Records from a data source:
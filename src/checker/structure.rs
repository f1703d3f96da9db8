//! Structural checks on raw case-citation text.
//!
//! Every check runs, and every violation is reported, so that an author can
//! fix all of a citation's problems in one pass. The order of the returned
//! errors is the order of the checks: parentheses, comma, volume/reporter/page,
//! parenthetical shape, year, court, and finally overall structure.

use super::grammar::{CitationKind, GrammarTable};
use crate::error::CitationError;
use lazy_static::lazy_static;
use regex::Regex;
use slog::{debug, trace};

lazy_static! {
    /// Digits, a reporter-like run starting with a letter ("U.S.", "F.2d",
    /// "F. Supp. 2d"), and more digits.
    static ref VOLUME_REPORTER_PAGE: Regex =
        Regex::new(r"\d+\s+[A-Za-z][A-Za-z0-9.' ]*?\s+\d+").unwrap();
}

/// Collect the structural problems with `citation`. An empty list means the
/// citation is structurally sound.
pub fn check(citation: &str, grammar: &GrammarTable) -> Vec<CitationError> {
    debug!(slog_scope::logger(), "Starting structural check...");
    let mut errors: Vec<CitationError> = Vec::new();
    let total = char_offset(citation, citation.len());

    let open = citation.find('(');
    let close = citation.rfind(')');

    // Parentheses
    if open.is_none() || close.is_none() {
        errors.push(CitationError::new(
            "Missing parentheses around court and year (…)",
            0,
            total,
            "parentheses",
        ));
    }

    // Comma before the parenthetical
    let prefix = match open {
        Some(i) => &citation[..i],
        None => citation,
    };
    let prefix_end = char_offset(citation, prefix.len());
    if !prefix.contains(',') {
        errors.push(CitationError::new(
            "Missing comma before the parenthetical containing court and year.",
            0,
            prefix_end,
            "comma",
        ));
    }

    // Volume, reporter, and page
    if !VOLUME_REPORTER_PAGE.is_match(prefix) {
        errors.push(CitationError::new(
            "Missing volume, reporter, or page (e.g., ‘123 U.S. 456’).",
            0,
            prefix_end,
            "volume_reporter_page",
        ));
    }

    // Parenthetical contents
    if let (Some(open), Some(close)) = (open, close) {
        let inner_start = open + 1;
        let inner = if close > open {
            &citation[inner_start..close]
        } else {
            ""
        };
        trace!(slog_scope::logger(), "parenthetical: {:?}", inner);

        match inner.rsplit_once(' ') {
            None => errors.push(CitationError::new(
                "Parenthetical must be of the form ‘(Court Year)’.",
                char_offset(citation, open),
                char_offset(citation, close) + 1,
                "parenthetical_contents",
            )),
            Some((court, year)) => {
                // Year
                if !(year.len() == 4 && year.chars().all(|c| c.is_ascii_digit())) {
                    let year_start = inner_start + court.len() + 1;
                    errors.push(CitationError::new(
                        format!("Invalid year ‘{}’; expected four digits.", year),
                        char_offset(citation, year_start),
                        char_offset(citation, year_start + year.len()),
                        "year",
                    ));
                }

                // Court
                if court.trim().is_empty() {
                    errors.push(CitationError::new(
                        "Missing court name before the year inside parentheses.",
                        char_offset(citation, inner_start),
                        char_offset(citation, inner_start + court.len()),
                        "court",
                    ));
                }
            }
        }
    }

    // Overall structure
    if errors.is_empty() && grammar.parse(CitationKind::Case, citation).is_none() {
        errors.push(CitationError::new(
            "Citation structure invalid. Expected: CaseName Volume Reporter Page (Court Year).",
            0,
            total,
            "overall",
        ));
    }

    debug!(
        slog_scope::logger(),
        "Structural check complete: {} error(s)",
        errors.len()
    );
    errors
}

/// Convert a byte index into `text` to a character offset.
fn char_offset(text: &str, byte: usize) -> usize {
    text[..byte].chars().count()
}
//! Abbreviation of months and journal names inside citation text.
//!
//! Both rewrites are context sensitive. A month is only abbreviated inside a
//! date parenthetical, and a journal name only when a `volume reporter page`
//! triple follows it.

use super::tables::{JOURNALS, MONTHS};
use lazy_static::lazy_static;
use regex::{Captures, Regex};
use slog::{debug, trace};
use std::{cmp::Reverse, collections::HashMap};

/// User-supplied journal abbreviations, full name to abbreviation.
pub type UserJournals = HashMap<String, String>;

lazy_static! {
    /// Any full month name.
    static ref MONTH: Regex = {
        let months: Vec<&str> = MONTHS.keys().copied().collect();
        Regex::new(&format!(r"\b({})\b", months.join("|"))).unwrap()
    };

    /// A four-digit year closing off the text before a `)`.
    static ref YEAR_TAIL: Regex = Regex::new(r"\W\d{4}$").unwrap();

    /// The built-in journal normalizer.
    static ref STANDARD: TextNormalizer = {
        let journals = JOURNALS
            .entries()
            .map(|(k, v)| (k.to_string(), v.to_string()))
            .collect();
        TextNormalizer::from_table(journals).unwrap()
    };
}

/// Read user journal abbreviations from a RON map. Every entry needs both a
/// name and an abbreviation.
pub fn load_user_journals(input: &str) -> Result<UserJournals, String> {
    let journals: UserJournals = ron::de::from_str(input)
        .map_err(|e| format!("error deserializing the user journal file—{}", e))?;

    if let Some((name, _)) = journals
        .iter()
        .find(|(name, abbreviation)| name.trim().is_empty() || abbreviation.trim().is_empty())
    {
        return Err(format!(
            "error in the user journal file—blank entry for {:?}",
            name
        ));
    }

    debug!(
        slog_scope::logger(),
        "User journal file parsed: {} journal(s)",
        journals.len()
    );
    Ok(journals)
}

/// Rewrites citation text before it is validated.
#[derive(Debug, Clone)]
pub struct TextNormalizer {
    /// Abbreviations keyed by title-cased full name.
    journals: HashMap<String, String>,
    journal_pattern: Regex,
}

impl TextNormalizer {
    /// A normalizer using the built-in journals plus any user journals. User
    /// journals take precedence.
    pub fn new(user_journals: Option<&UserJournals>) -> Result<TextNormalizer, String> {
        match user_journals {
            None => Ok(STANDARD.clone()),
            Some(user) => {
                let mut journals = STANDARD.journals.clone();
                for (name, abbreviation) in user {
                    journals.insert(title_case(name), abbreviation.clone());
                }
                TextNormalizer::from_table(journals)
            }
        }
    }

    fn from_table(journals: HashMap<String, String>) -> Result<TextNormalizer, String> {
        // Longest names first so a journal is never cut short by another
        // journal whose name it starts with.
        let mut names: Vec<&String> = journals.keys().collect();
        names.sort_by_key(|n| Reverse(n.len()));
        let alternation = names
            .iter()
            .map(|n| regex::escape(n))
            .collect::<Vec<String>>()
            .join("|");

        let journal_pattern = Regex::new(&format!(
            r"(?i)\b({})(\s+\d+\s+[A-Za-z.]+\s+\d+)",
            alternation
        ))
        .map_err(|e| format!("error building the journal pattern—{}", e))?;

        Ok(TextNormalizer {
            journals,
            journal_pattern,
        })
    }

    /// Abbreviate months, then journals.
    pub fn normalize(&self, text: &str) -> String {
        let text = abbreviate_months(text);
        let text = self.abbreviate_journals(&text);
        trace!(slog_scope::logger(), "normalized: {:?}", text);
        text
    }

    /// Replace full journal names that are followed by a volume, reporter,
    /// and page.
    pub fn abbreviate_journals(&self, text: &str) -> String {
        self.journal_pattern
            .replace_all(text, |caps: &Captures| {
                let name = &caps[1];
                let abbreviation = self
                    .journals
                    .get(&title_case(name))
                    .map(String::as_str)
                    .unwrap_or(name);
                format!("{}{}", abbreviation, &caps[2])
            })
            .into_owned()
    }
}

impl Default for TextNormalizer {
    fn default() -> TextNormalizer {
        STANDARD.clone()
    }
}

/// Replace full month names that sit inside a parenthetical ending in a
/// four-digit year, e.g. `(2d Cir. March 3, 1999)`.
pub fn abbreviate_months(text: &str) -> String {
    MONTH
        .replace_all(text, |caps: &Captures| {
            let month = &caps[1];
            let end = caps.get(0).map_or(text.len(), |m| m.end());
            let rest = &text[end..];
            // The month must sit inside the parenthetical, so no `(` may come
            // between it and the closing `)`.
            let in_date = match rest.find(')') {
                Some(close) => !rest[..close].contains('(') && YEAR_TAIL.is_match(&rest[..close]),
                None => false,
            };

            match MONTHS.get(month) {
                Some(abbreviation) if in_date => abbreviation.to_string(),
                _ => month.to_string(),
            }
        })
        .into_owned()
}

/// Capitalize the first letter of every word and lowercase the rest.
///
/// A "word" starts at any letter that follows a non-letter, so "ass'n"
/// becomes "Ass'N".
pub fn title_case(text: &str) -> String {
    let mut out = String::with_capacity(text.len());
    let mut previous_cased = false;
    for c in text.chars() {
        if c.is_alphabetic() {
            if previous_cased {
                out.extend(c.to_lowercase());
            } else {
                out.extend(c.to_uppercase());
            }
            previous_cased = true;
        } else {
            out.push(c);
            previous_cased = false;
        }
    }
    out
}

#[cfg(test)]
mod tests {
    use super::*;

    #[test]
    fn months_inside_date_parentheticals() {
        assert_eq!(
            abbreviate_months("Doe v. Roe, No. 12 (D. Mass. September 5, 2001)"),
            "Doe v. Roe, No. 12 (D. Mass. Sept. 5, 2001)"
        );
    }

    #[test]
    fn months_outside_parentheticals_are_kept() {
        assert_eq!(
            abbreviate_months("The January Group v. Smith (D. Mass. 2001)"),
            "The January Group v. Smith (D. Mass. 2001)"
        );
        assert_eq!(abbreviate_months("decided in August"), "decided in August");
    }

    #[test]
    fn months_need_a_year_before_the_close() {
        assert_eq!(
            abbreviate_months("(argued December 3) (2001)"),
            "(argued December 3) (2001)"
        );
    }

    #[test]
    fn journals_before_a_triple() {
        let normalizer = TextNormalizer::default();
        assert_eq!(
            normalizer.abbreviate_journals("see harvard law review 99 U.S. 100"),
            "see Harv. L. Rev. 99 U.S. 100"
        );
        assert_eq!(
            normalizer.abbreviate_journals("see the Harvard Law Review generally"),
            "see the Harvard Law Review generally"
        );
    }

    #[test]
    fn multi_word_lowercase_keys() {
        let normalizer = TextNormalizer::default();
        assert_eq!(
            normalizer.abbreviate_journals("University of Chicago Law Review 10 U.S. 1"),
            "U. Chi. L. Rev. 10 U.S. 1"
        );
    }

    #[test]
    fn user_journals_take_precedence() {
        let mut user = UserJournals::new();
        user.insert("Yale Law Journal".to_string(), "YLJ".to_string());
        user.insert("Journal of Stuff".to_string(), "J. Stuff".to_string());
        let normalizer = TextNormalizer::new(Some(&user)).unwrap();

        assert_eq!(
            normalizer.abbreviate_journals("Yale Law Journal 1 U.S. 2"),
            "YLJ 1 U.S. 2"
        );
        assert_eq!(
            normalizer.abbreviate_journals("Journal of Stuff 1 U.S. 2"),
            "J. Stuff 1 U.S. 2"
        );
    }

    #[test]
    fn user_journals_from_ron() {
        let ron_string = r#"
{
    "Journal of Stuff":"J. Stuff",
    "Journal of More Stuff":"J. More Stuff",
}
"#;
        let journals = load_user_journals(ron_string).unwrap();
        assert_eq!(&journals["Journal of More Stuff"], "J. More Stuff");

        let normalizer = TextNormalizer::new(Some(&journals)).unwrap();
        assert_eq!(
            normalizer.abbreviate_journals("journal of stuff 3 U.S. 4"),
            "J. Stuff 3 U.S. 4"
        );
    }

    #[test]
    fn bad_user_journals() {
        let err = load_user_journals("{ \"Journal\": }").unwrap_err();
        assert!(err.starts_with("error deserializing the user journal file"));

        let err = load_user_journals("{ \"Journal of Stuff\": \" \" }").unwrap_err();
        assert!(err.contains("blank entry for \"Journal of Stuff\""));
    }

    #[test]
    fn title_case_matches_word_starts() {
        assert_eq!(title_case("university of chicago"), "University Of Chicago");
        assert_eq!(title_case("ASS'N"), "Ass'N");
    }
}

== Your instructions ==
Taking the records above as input, show every line in which the word "entry" is present.

== Solution for this exercise ==
/// Read user journal abbreviations from a RON map. Every entry needs both a
            "error in the user journal file—blank entry for {:?}",
        assert!(err.contains("blank entry for \"Journal of Stuff\""));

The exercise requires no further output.